Secure Sockets User Guide clarification needed

The Secure Sockets library User Guide says this in the Usage Restrictions section:

Only TCP sockets are supported by the FreeRTOS Secure Sockets library. UDP sockets are not supported.

Server APIs are not supported by the FreeRTOS Secure Sockets library, except for a lightweight IP (lwIP) implementation of the server side Bind API. Client APIs are supported.

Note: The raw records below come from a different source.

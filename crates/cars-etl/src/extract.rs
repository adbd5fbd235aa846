//! Extractor
//!
//! Discovers candidate input files, filters out files already in the
//! ledger, concatenates the remaining rows into one batch in a stable
//! order, and resolves the exchange rate for the run. Never writes to
//! the ledger — only the loader commits.

use crate::ledger::ProcessedLedger;
use crate::model::{RawBatch, RawRow};
use crate::rates::{RateResolver, ResolvedRate};
use cars_common::{EtlError, Result};
use std::path::{Path, PathBuf};
use tracing::{debug, info};

/// Input file suffix the extractor looks for
const INPUT_SUFFIX: &str = "csv";

/// Result of an extraction attempt
#[derive(Debug)]
pub enum ExtractOutcome {
    /// No candidate files, or every candidate is already committed.
    /// Not an error: the run short-circuits with nothing to do.
    NoWork,

    /// A batch of new rows and the rate to transform them with
    Batch {
        batch: RawBatch,
        rate: ResolvedRate,
    },
}

/// File discovery and batch assembly
pub struct Extractor {
    data_dir: PathBuf,
    resolver: RateResolver,
}

impl Extractor {
    pub fn new(data_dir: impl Into<PathBuf>, resolver: RateResolver) -> Self {
        Extractor {
            data_dir: data_dir.into(),
            resolver,
        }
    }

    /// Build a batch from every file not yet in the ledger.
    ///
    /// Files are concatenated in lexicographic order of file name so a
    /// batch's row order is deterministic. All files must share one
    /// column shape; a mismatch is a fatal schema error, not a coerced
    /// read.
    pub async fn extract(&self, ledger: &ProcessedLedger) -> Result<ExtractOutcome> {
        let candidates = self.discover_candidates()?;

        if candidates.is_empty() {
            info!(dir = %self.data_dir.display(), "No input files found");
            return Ok(ExtractOutcome::NoWork);
        }

        let new_files: Vec<String> = candidates
            .into_iter()
            .filter(|name| !ledger.is_processed(name))
            .collect();

        if new_files.is_empty() {
            info!("No new input files, skipping extract");
            return Ok(ExtractOutcome::NoWork);
        }

        let mut rows: Vec<RawRow> = Vec::new();
        let mut expected_width: Option<usize> = None;

        for name in &new_files {
            let path = self.data_dir.join(name);
            let file_rows = read_rows(&path, name, &mut expected_width)?;
            debug!(file = %name, rows = file_rows.len(), "Read input file");
            rows.extend(file_rows);
        }

        let rate = self.resolver.resolve().await;

        info!(
            rows = rows.len(),
            files = new_files.len(),
            rate = rate.rate,
            rate_source = ?rate.source,
            "Extracted batch"
        );

        Ok(ExtractOutcome::Batch {
            batch: RawBatch {
                rows,
                source_files: new_files,
            },
            rate,
        })
    }

    /// All `*.csv` file names in the data directory, sorted
    fn discover_candidates(&self) -> Result<Vec<String>> {
        if !self.data_dir.exists() {
            return Err(EtlError::Config(format!(
                "Data directory does not exist: {}",
                self.data_dir.display()
            )));
        }

        let mut names = Vec::new();
        for entry in std::fs::read_dir(&self.data_dir)? {
            let entry = entry?;
            let path = entry.path();
            if !path.is_file() {
                continue;
            }
            let is_csv = path
                .extension()
                .is_some_and(|ext| ext.eq_ignore_ascii_case(INPUT_SUFFIX));
            if !is_csv {
                continue;
            }
            if let Some(name) = path.file_name().and_then(|n| n.to_str()) {
                names.push(name.to_string());
            }
        }

        names.sort();
        Ok(names)
    }
}

/// Read one file's data rows (header stripped), enforcing a uniform
/// column shape across the whole batch.
fn read_rows(path: &Path, name: &str, expected_width: &mut Option<usize>) -> Result<Vec<RawRow>> {
    let mut reader = csv::ReaderBuilder::new()
        .has_headers(true)
        .from_path(path)
        .map_err(|e| EtlError::Csv(format!("{}: {}", name, e)))?;

    let width = reader
        .headers()
        .map_err(|e| EtlError::Csv(format!("{}: {}", name, e)))?
        .len();

    match *expected_width {
        None => *expected_width = Some(width),
        Some(expected) if expected != width => {
            return Err(EtlError::Schema {
                file: name.to_string(),
                expected,
                actual: width,
            });
        },
        Some(_) => {},
    }

    let mut rows = Vec::new();
    for record in reader.records() {
        let record = record.map_err(|e| EtlError::Csv(format!("{}: {}", name, e)))?;
        rows.push(record.iter().map(str::to_string).collect());
    }

    Ok(rows)
}
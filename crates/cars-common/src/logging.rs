//! Logging configuration and initialization
//!
//! Centralized tracing setup for all cars ETL components. Library code
//! uses the structured macros (`trace!` .. `error!`) exclusively;
//! `println!` is reserved for CLI user output.
//!
//! # Example
//!
//! ```no_run
//! use cars_common::logging::{init_logging, LogConfig};
//!
//! fn main() -> anyhow::Result<()> {
//!     let config = LogConfig::from_env()?;
//!     init_logging(&config)?;
//!     tracing::info!("pipeline starting");
//!     Ok(())
//! }
//! ```

use anyhow::{Context, Result};
use serde::{Deserialize, Serialize};
use std::path::PathBuf;
use tracing::Level;
use tracing_subscriber::{
    fmt, layer::SubscriberExt, util::SubscriberInitExt, EnvFilter, Layer,
};

/// Log level for filtering messages
#[derive(Debug, Clone, Copy, PartialEq, Eq, Serialize, Deserialize, Default)]
#[serde(rename_all = "lowercase")]
pub enum LogLevel {
    Trace,
    Debug,
    #[default]
    Info,
    Warn,
    Error,
}

impl LogLevel {
    /// Convert to tracing Level
    pub fn to_tracing_level(self) -> Level {
        match self {
            LogLevel::Trace => Level::TRACE,
            LogLevel::Debug => Level::DEBUG,
            LogLevel::Info => Level::INFO,
            LogLevel::Warn => Level::WARN,
            LogLevel::Error => Level::ERROR,
        }
    }
}

impl std::str::FromStr for LogLevel {
    type Err = anyhow::Error;

    fn from_str(s: &str) -> std::result::Result<Self, Self::Err> {
        match s.to_lowercase().as_str() {
            "trace" => Ok(LogLevel::Trace),
            "debug" => Ok(LogLevel::Debug),
            "info" => Ok(LogLevel::Info),
            "warn" | "warning" => Ok(LogLevel::Warn),
            "error" => Ok(LogLevel::Error),
            _ => Err(anyhow::anyhow!("Invalid log level: {}", s)),
        }
    }
}

/// Output target for logs
#[derive(Debug, Clone, Copy, PartialEq, Eq, Serialize, Deserialize, Default)]
#[serde(rename_all = "lowercase")]
pub enum LogOutput {
    #[default]
    Console,
    File,
    Both,
}

impl std::str::FromStr for LogOutput {
    type Err = anyhow::Error;

    fn from_str(s: &str) -> std::result::Result<Self, Self::Err> {
        match s.to_lowercase().as_str() {
            "console" | "stdout" => Ok(LogOutput::Console),
            "file" => Ok(LogOutput::File),
            "both" | "all" => Ok(LogOutput::Both),
            _ => Err(anyhow::anyhow!("Invalid log output: {}", s)),
        }
    }
}

/// Log format
#[derive(Debug, Clone, Copy, PartialEq, Eq, Serialize, Deserialize, Default)]
#[serde(rename_all = "lowercase")]
pub enum LogFormat {
    /// Human-readable text format
    #[default]
    Text,
    /// JSON format for structured logging
    Json,
}

impl std::str::FromStr for LogFormat {
    type Err = anyhow::Error;

    fn from_str(s: &str) -> std::result::Result<Self, Self::Err> {
        match s.to_lowercase().as_str() {
            "text" | "pretty" => Ok(LogFormat::Text),
            "json" => Ok(LogFormat::Json),
            _ => Err(anyhow::anyhow!("Invalid log format: {}", s)),
        }
    }
}

/// Logging configuration
#[derive(Debug, Clone, Serialize, Deserialize)]
pub struct LogConfig {
    /// Minimum log level to display
    pub level: LogLevel,

    /// Output target (console, file, or both)
    pub output: LogOutput,

    /// Log format (text or JSON)
    pub format: LogFormat,

    /// Directory for log files (only used when output includes file)
    pub log_dir: PathBuf,

    /// Log file name prefix (e.g., "cars" -> "cars.2026-08-26.log")
    pub log_file_prefix: String,

    /// Additional filter directives (e.g., "sqlx=warn,reqwest=info")
    pub filter_directives: Option<String>,
}

impl Default for LogConfig {
    fn default() -> Self {
        Self {
            level: LogLevel::Info,
            output: LogOutput::Console,
            format: LogFormat::Text,
            log_dir: PathBuf::from("./logs"),
            log_file_prefix: "cars".to_string(),
            filter_directives: None,
        }
    }
}

impl LogConfig {
    /// Load configuration from environment variables
    ///
    /// - `CARS_LOG_LEVEL`: trace, debug, info, warn, error
    /// - `CARS_LOG_OUTPUT`: console, file, both
    /// - `CARS_LOG_FORMAT`: text, json
    /// - `CARS_LOG_DIR`: directory for log files
    /// - `CARS_LOG_FILE_PREFIX`: prefix for log files
    /// - `CARS_LOG_FILTER`: additional filter directives
    pub fn from_env() -> Result<Self> {
        let mut config = Self::default();

        if let Ok(level) = std::env::var("CARS_LOG_LEVEL") {
            config.level = level.parse()?;
        }
        if let Ok(output) = std::env::var("CARS_LOG_OUTPUT") {
            config.output = output.parse()?;
        }
        if let Ok(format) = std::env::var("CARS_LOG_FORMAT") {
            config.format = format.parse()?;
        }
        if let Ok(dir) = std::env::var("CARS_LOG_DIR") {
            config.log_dir = PathBuf::from(dir);
        }
        if let Ok(prefix) = std::env::var("CARS_LOG_FILE_PREFIX") {
            config.log_file_prefix = prefix;
        }
        if let Ok(filter) = std::env::var("CARS_LOG_FILTER") {
            config.filter_directives = Some(filter);
        }

        Ok(config)
    }

    /// Create a builder for fluent configuration
    pub fn builder() -> LogConfigBuilder {
        LogConfigBuilder::default()
    }
}

/// Builder for LogConfig
#[derive(Default)]
pub struct LogConfigBuilder {
    config: LogConfig,
}

impl LogConfigBuilder {
    pub fn level(mut self, level: LogLevel) -> Self {
        self.config.level = level;
        self
    }

    pub fn output(mut self, output: LogOutput) -> Self {
        self.config.output = output;
        self
    }

    pub fn format(mut self, format: LogFormat) -> Self {
        self.config.format = format;
        self
    }

    pub fn log_dir(mut self, dir: impl Into<PathBuf>) -> Self {
        self.config.log_dir = dir.into();
        self
    }

    pub fn log_file_prefix(mut self, prefix: impl Into<String>) -> Self {
        self.config.log_file_prefix = prefix.into();
        self
    }

    pub fn filter_directives(mut self, filter: impl Into<String>) -> Self {
        self.config.filter_directives = Some(filter.into());
        self
    }

    pub fn build(self) -> LogConfig {
        self.config
    }
}

/// Initialize the global tracing subscriber
///
/// Should only be called once at application startup.
pub fn init_logging(config: &LogConfig) -> Result<()> {
    let mut filter =
        EnvFilter::from_default_env().add_directive(config.level.to_tracing_level().into());

    if let Some(ref directives) = config.filter_directives {
        for directive in directives.split(',') {
            filter = filter.add_directive(
                directive
                    .parse()
                    .context("Failed to parse filter directive")?,
            );
        }
    }

    let console_layer = match config.output {
        LogOutput::Console | LogOutput::Both => {
            let layer = fmt::layer().with_writer(std::io::stdout);
            Some(match config.format {
                LogFormat::Text => layer.boxed(),
                LogFormat::Json => layer.json().boxed(),
            })
        },
        LogOutput::File => None,
    };

    let file_layer = match config.output {
        LogOutput::File | LogOutput::Both => {
            std::fs::create_dir_all(&config.log_dir)
                .context("Failed to create log directory")?;

            let appender =
                tracing_appender::rolling::daily(&config.log_dir, &config.log_file_prefix);
            let (non_blocking, guard) = tracing_appender::non_blocking(appender);

            // The guard must outlive the process for buffered lines to flush;
            // leak it for the application lifetime.
            std::mem::forget(guard);

            let layer = fmt::layer().with_writer(non_blocking).with_ansi(false);
            Some(match config.format {
                LogFormat::Text => layer.boxed(),
                LogFormat::Json => layer.json().boxed(),
            })
        },
        LogOutput::Console => None,
    };

    tracing_subscriber::registry()
        .with(filter)
        .with(console_layer)
        .with(file_layer)
        .try_init()?;

    Ok(())
}

#[cfg(test)]
#[allow(clippy::unwrap_used, clippy::expect_used)]
mod tests {
    use super::*;

    #[test]
    fn test_log_level_from_str() {
        assert_eq!("trace".parse::<LogLevel>().unwrap(), LogLevel::Trace);
        assert_eq!("DEBUG".parse::<LogLevel>().unwrap(), LogLevel::Debug);
        assert_eq!("warning".parse::<LogLevel>().unwrap(), LogLevel::Warn);
        assert!("invalid".parse::<LogLevel>().is_err());
    }

    #[test]
    fn test_log_output_from_str() {
        assert_eq!("console".parse::<LogOutput>().unwrap(), LogOutput::Console);
        assert_eq!("file".parse::<LogOutput>().unwrap(), LogOutput::File);
        assert_eq!("all".parse::<LogOutput>().unwrap(), LogOutput::Both);
        assert!("invalid".parse::<LogOutput>().is_err());
    }

    #[test]
    fn test_log_format_from_str() {
        assert_eq!("text".parse::<LogFormat>().unwrap(), LogFormat::Text);
        assert_eq!("json".parse::<LogFormat>().unwrap(), LogFormat::Json);
        assert!("invalid".parse::<LogFormat>().is_err());
    }

    #[test]
    fn test_config_builder() {
        let config = LogConfig::builder()
            .level(LogLevel::Debug)
            .output(LogOutput::File)
            .format(LogFormat::Json)
            .log_dir("/var/log/cars")
            .log_file_prefix("etl")
            .build();

        assert_eq!(config.level, LogLevel::Debug);
        assert_eq!(config.output, LogOutput::File);
        assert_eq!(config.format, LogFormat::Json);
        assert_eq!(config.log_dir, PathBuf::from("/var/log/cars"));
        assert_eq!(config.log_file_prefix, "etl");
    }
}
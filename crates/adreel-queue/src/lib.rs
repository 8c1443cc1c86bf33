//! Durable job queue and progress channel on Redis.
//!
//! Jobs travel through a Redis Stream with a consumer group (at-least-once
//! delivery); progress events fan out over pub/sub. Coordination between
//! workers happens entirely through the queue and the persisted job records,
//! never through shared memory.

pub mod error;
pub mod job;
pub mod progress;
pub mod queue;

pub use error::{QueueError, QueueResult};
pub use job::RenderAdJob;
pub use progress::{NullProgress, ProgressChannel, ProgressEvent, ProgressSink};
pub use queue::{JobQueue, QueueConfig};
//! Stage implementations.
//!
//! Each stage assembles its inputs from the prior stages' payloads, invokes
//! the matching generation capability, persists outputs through the
//! AssetManager and the object store, and returns its typed payload plus the
//! cost charged. Collaborator errors are translated into the pipeline
//! taxonomy here, once, and never re-wrapped above.

use serde_json::json;
use tracing::debug;

use adreel_assets::{AssetManager, Subdir};
use adreel_generate::{GenerateError, GenerationKind, GenerationRequest};
use adreel_models::payload::{completed_stage, from_stage, to_payload};
use adreel_models::{
    ComposeOutput, Job, PipelineError, PipelineResult, ScriptOutput, Stage, StageName, VideoOutput,
    VoiceOutput,
};
use adreel_storage::StorageError;

use crate::compose::ComposeInputs;
use crate::keys;
use crate::processor::ProcessingContext;

/// Minimum plausible sizes; anything smaller is a truncated generation.
const MIN_AUDIO_BYTES: u64 = 1024;
const MIN_CLIP_BYTES: u64 = 1024;
const MIN_IMAGE_BYTES: u64 = 256;
const MIN_VIDEO_BYTES: u64 = 1024;

/// Output of one stage execution.
pub struct StageOutput {
    /// Payload stored on the Stage record
    pub payload: serde_json::Value,
    /// Cost charged by the generators during this stage
    pub cost: f64,
}

/// Local subdirectory a stage writes into, used to discard partial outputs
/// before a re-run.
pub fn stage_subdir(name: StageName) -> Option<Subdir> {
    match name {
        StageName::ScriptGen => None,
        StageName::VoiceGen => Some(Subdir::Audio),
        StageName::VideoGen => Some(Subdir::Scenes),
        StageName::Compositing => Some(Subdir::Final),
    }
}

/// Run one stage of a job.
///
/// `stages` is the canonical list (used to read prior payloads); `stage` is
/// the one being executed. Scene-level progress is reported through the
/// processor callback on the context.
pub async fn run_stage(
    ctx: &ProcessingContext,
    job: &Job,
    stages: &[Stage],
    stage: &Stage,
    assets: &AssetManager,
) -> PipelineResult<StageOutput> {
    match stage.name {
        StageName::ScriptGen => script_gen(ctx, job, assets).await,
        StageName::VoiceGen => voice_gen(ctx, job, stages, assets).await,
        StageName::VideoGen => video_gen(ctx, job, stages, stage, assets).await,
        StageName::Compositing => compositing(ctx, job, stages, assets).await,
    }
}

async fn script_gen(
    ctx: &ProcessingContext,
    job: &Job,
    assets: &AssetManager,
) -> PipelineResult<StageOutput> {
    let request = GenerationRequest::new(
        GenerationKind::Script,
        json!({
            "product_name": job.brief.product_name,
            "style": job.brief.style,
            "cta_text": job.brief.cta_text,
            "source_image": job.brief.source_image,
        }),
    );

    let asset = ctx
        .generator
        .generate(&request)
        .await
        .map_err(|e| from_generate(e, StageName::ScriptGen))?;

    let script: ScriptOutput = serde_json::from_slice(&asset.bytes).map_err(|e| {
        PipelineError::external_service(format!("script response is malformed: {e}"))
            .permanent()
            .in_stage(StageName::ScriptGen)
    })?;

    if script.scene_prompts.is_empty() {
        return Err(
            PipelineError::external_service("script contains no scene prompts")
                .permanent()
                .in_stage(StageName::ScriptGen),
        );
    }

    assets.save_file(&asset.bytes, "script.json", None).await?;

    debug!(job_id = %job.id, scenes = script.scene_prompts.len(), "Script generated");
    Ok(StageOutput {
        payload: to_payload(&script)?,
        cost: asset.cost,
    })
}

async fn voice_gen(
    ctx: &ProcessingContext,
    job: &Job,
    stages: &[Stage],
    assets: &AssetManager,
) -> PipelineResult<StageOutput> {
    let script: ScriptOutput = from_stage(completed_stage(stages, StageName::ScriptGen)?)?;

    if script.voiceover_text.trim().is_empty() {
        return Err(PipelineError::validation("voiceover text is empty")
            .in_stage(StageName::VoiceGen));
    }

    let request = GenerationRequest::new(
        GenerationKind::Voiceover,
        json!({
            "text": script.voiceover_text,
            "style": job.brief.style,
        }),
    );

    let asset = ctx
        .generator
        .generate(&request)
        .await
        .map_err(|e| from_generate(e, StageName::VoiceGen))?;

    let filename = "voiceover.mp3";
    let local_path = assets
        .save_file(&asset.bytes, filename, Some(Subdir::Audio))
        .await?;

    if !assets
        .validate_file(filename, Some(Subdir::Audio), MIN_AUDIO_BYTES)
        .await?
    {
        return Err(
            PipelineError::external_service("voiceover audio is truncated")
                .in_stage(StageName::VoiceGen),
        );
    }

    let audio_key = keys::voiceover_key(&job.id);
    ctx.store
        .upload_file(&local_path, &audio_key, &asset.content_type)
        .await
        .map_err(|e| from_storage(e, StageName::VoiceGen))?;

    Ok(StageOutput {
        payload: to_payload(&VoiceOutput {
            audio_key,
            duration_secs: None,
        })?,
        cost: asset.cost,
    })
}

async fn video_gen(
    ctx: &ProcessingContext,
    job: &Job,
    stages: &[Stage],
    stage: &Stage,
    assets: &AssetManager,
) -> PipelineResult<StageOutput> {
    let script: ScriptOutput = from_stage(completed_stage(stages, StageName::ScriptGen)?)?;

    let total = script.scene_prompts.len();
    let mut scene_keys = Vec::with_capacity(total);
    let mut cost = 0.0;

    for (i, prompt) in script.scene_prompts.iter().enumerate() {
        let request = GenerationRequest::new(
            GenerationKind::SceneClip,
            json!({
                "prompt": prompt,
                "style": job.brief.style,
                "product_name": job.brief.product_name,
                "aspect_ratio": "9:16",
            }),
        );

        let asset = ctx
            .generator
            .generate(&request)
            .await
            .map_err(|e| from_generate(e, StageName::VideoGen))?;

        let filename = format!("scene_{i}.mp4");
        let local_path = assets
            .save_file(&asset.bytes, &filename, Some(Subdir::Scenes))
            .await?;

        if !assets
            .validate_file(&filename, Some(Subdir::Scenes), MIN_CLIP_BYTES)
            .await?
        {
            return Err(PipelineError::external_service(format!(
                "scene clip {i} is truncated"
            ))
            .in_stage(StageName::VideoGen));
        }

        let scene_key = keys::scene_clip_key(&job.id, i);
        ctx.store
            .upload_file(&local_path, &scene_key, &asset.content_type)
            .await
            .map_err(|e| from_storage(e, StageName::VideoGen))?;

        scene_keys.push(scene_key);
        cost += asset.cost;

        let pct = (((i + 1) * 100) / total) as u8;
        ctx.report_stage_progress(job, stage, pct).await;
    }

    Ok(StageOutput {
        payload: to_payload(&VideoOutput { scene_keys })?,
        cost,
    })
}

async fn compositing(
    ctx: &ProcessingContext,
    job: &Job,
    stages: &[Stage],
    assets: &AssetManager,
) -> PipelineResult<StageOutput> {
    let voice: VoiceOutput = from_stage(completed_stage(stages, StageName::VoiceGen)?)?;
    let video: VideoOutput = from_stage(completed_stage(stages, StageName::VideoGen)?)?;

    // CTA image is generated as part of this stage.
    let request = GenerationRequest::new(
        GenerationKind::CtaImage,
        json!({
            "cta_text": job.brief.cta_text,
            "style": job.brief.style,
            "product_name": job.brief.product_name,
        }),
    );
    let cta = ctx
        .generator
        .generate(&request)
        .await
        .map_err(|e| from_generate(e, StageName::Compositing))?;

    let cta_filename = "cta.png";
    let cta_path = assets
        .save_file(&cta.bytes, cta_filename, Some(Subdir::Final))
        .await?;
    if !assets
        .validate_file(cta_filename, Some(Subdir::Final), MIN_IMAGE_BYTES)
        .await?
    {
        return Err(PipelineError::external_service("CTA image is truncated")
            .in_stage(StageName::Compositing));
    }

    let cta_image_key = keys::cta_image_key(&job.id);
    ctx.store
        .upload_file(&cta_path, &cta_image_key, &cta.content_type)
        .await
        .map_err(|e| from_storage(e, StageName::Compositing))?;

    // Prior stages persisted their outputs remotely; pull them through the
    // local cache so retries within the window do not re-download.
    let mut scene_paths = Vec::with_capacity(video.scene_keys.len());
    for key in &video.scene_keys {
        let path = ctx
            .cache
            .get_file(key)
            .await
            .map_err(|e| from_storage(e, StageName::Compositing))?;
        scene_paths.push(path);
    }
    let audio_path = ctx
        .cache
        .get_file(&voice.audio_key)
        .await
        .map_err(|e| from_storage(e, StageName::Compositing))?;

    let output_filename = "ad.mp4";
    let output_path = assets.get_path(output_filename, Some(Subdir::Final))?;
    ctx.composer
        .compose(
            &ComposeInputs {
                scene_paths,
                audio_path,
                cta_image_path: cta_path,
            },
            &output_path,
        )
        .await?;

    if !assets
        .validate_file(output_filename, Some(Subdir::Final), MIN_VIDEO_BYTES)
        .await?
    {
        return Err(PipelineError::external_service("composed video is truncated")
            .in_stage(StageName::Compositing));
    }

    let video_key = keys::final_video_key(&job.id);
    ctx.store
        .upload_file(&output_path, &video_key, "video/mp4")
        .await
        .map_err(|e| from_storage(e, StageName::Compositing))?;

    Ok(StageOutput {
        payload: to_payload(&ComposeOutput {
            video_key,
            cta_image_key,
        })?,
        cost: cta.cost,
    })
}

/// Translate a generation-client failure into the pipeline taxonomy.
fn from_generate(e: GenerateError, stage: StageName) -> PipelineError {
    if e.is_timeout() {
        return PipelineError::timeout(e.to_string()).in_stage(stage);
    }

    let mut err = PipelineError::external_service(e.to_string());
    if let Some(status) = e.status() {
        err = err.with_status(status);
    }
    if e.is_permanent() {
        err = err.permanent();
    }
    err.in_stage(stage)
}

/// Translate a storage failure into the pipeline taxonomy.
fn from_storage(e: StorageError, stage: StageName) -> PipelineError {
    match e {
        StorageError::Io(io) => {
            let transient = matches!(
                io.kind(),
                std::io::ErrorKind::Interrupted | std::io::ErrorKind::TimedOut
            );
            PipelineError::file_system(io.to_string(), transient).in_stage(stage)
        }
        StorageError::NotFound(_) => {
            // A missing prior-stage object will not appear by retrying.
            PipelineError::external_service(e.to_string())
                .permanent()
                .in_stage(stage)
        }
        other => PipelineError::external_service(other.to_string()).in_stage(stage),
    }
}

#[cfg(test)]
mod tests {
    use super::*;
    use adreel_models::ErrorKind;

    #[test]
    fn test_stage_subdir_mapping() {
        assert_eq!(stage_subdir(StageName::ScriptGen), None);
        assert_eq!(stage_subdir(StageName::VoiceGen), Some(Subdir::Audio));
        assert_eq!(stage_subdir(StageName::VideoGen), Some(Subdir::Scenes));
        assert_eq!(stage_subdir(StageName::Compositing), Some(Subdir::Final));
    }

    #[test]
    fn test_generate_translation_preserves_retry_semantics() {
        let e = from_generate(GenerateError::api(503, "overloaded"), StageName::VideoGen);
        assert_eq!(e.kind, ErrorKind::ExternalService);
        assert!(e.should_retry());

        let e = from_generate(
            GenerateError::policy_refusal(422, "rejected"),
            StageName::ScriptGen,
        );
        assert!(!e.should_retry());

        let e = from_generate(
            GenerateError::Timeout("slow".to_string()),
            StageName::VoiceGen,
        );
        assert_eq!(e.kind, ErrorKind::Timeout);
        assert!(e.should_retry());
    }

    #[test]
    fn test_storage_translation() {
        let e = from_storage(StorageError::not_found("ads/j/x"), StageName::Compositing);
        assert!(!e.should_retry());

        let e = from_storage(
            StorageError::upload_failed("connection reset"),
            StageName::VoiceGen,
        );
        assert!(e.should_retry());
    }
}
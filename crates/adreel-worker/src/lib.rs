//! Ad generation pipeline worker.
//!
//! This crate provides:
//! - Job intake and edit/retry entry points
//! - The worker executor (dequeue loop, concurrency limit, graceful shutdown)
//! - The stage pipeline state machine (script -> voice -> video -> compositing)
//! - Final video composition behind a trait
//! - Health/selfcheck probes and structured job logging

pub mod compose;
pub mod config;
pub mod error;
pub mod executor;
pub mod health;
pub mod keys;
pub mod logging;
pub mod processor;
pub mod stages;
pub mod submit;

pub use compose::{ComposeInputs, Composer, FfmpegComposer};
pub use config::WorkerConfig;
pub use error::{WorkerError, WorkerResult};
pub use executor::JobExecutor;
pub use health::WorkerHealth;
pub use logging::JobLogger;
pub use processor::{run_job, JobOutcome, ProcessingContext};
pub use submit::{prepare_job, prepare_retry, submit_job, retry_job};
//! Structured job logging utilities.

use tracing::{error, info, warn, Span};

use adreel_models::{JobId, StageName};

/// Job logger with consistent structured fields.
///
/// Carries the job ID and, once processing enters the pipeline, the current
/// stage, so every line of a job's log can be correlated.
#[derive(Debug, Clone)]
pub struct JobLogger {
    job_id: String,
    stage: Option<StageName>,
}

impl JobLogger {
    /// Create a logger for a job.
    pub fn new(job_id: &JobId) -> Self {
        Self {
            job_id: job_id.to_string(),
            stage: None,
        }
    }

    /// Logger scoped to one stage of the job.
    pub fn for_stage(&self, stage: StageName) -> Self {
        Self {
            job_id: self.job_id.clone(),
            stage: Some(stage),
        }
    }

    fn stage_str(&self) -> &str {
        self.stage.map(|s| s.as_str()).unwrap_or("-")
    }

    /// Log the start of an operation.
    pub fn log_start(&self, message: &str) {
        info!(job_id = %self.job_id, stage = %self.stage_str(), "Started: {}", message);
    }

    /// Log a progress update.
    pub fn log_progress(&self, message: &str) {
        info!(job_id = %self.job_id, stage = %self.stage_str(), "Progress: {}", message);
    }

    /// Log a warning.
    pub fn log_warning(&self, message: &str) {
        warn!(job_id = %self.job_id, stage = %self.stage_str(), "Warning: {}", message);
    }

    /// Log an error.
    pub fn log_error(&self, message: &str) {
        error!(job_id = %self.job_id, stage = %self.stage_str(), "Error: {}", message);
    }

    /// Log completion.
    pub fn log_completion(&self, message: &str) {
        info!(job_id = %self.job_id, stage = %self.stage_str(), "Completed: {}", message);
    }

    /// Create a tracing span carrying the job/stage fields.
    pub fn create_span(&self) -> Span {
        tracing::info_span!(
            "job",
            job_id = %self.job_id,
            stage = %self.stage_str()
        )
    }
}

#[cfg(test)]
mod tests {
    use super::*;

    #[test]
    fn test_stage_scoping() {
        let logger = JobLogger::new(&JobId::from_string("j1"));
        assert_eq!(logger.stage_str(), "-");

        let staged = logger.for_stage(StageName::VideoGen);
        assert_eq!(staged.stage_str(), "video_gen");
        // Original is untouched
        assert_eq!(logger.stage_str(), "-");
    }
}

But the Dependencies and requirements section says this:

The FreeRTOS Secure Sockets library depends on a TCP/IP stack and on a TLS implementation. Ports for FreeRTOS meet these dependencies in one of three ways:

  • A custom implementation of both TCP/IP and TLS
  • A custom implementation of TCP/IP, and the FreeRTOS TLS layer with mbedTLS
  • FreeRTOS+TCP and the FreeRTOS TLS layer with mbedTLS

I’m confused by this - if lwIP is required (as stated in the Usage Restrictions) then why does the dependencies not say lwIP is required, instead it says you can use FreeRTOS+TCP?

Also, lwIP + mbed TLS supports client APIs - so then why doesn’t FreeRTOS if it’s just using lwIP and mbed TLS?

Thanks,
-d

The secure sockets abstraction is just that - an abstraction - you can provide an implementation of that abstraction using any TCP/IP stack and TLS stack of your choice. If you are using a common combination of these, then the implementation will already exist. The abstraction is intended to provide outbound client sockets - hence it doesn’t cover the whole Berkeley sockets API. I think at some point there may have been a bind() added for a particular use case - maybe needed after placing a Wi-Fi stack into AP mode.

If you are using coreMQTT then secure sockets is optional as it uses a simple transport interface (which can be implemented using secure sockets if you wish - but normal just to use the native TCP interface).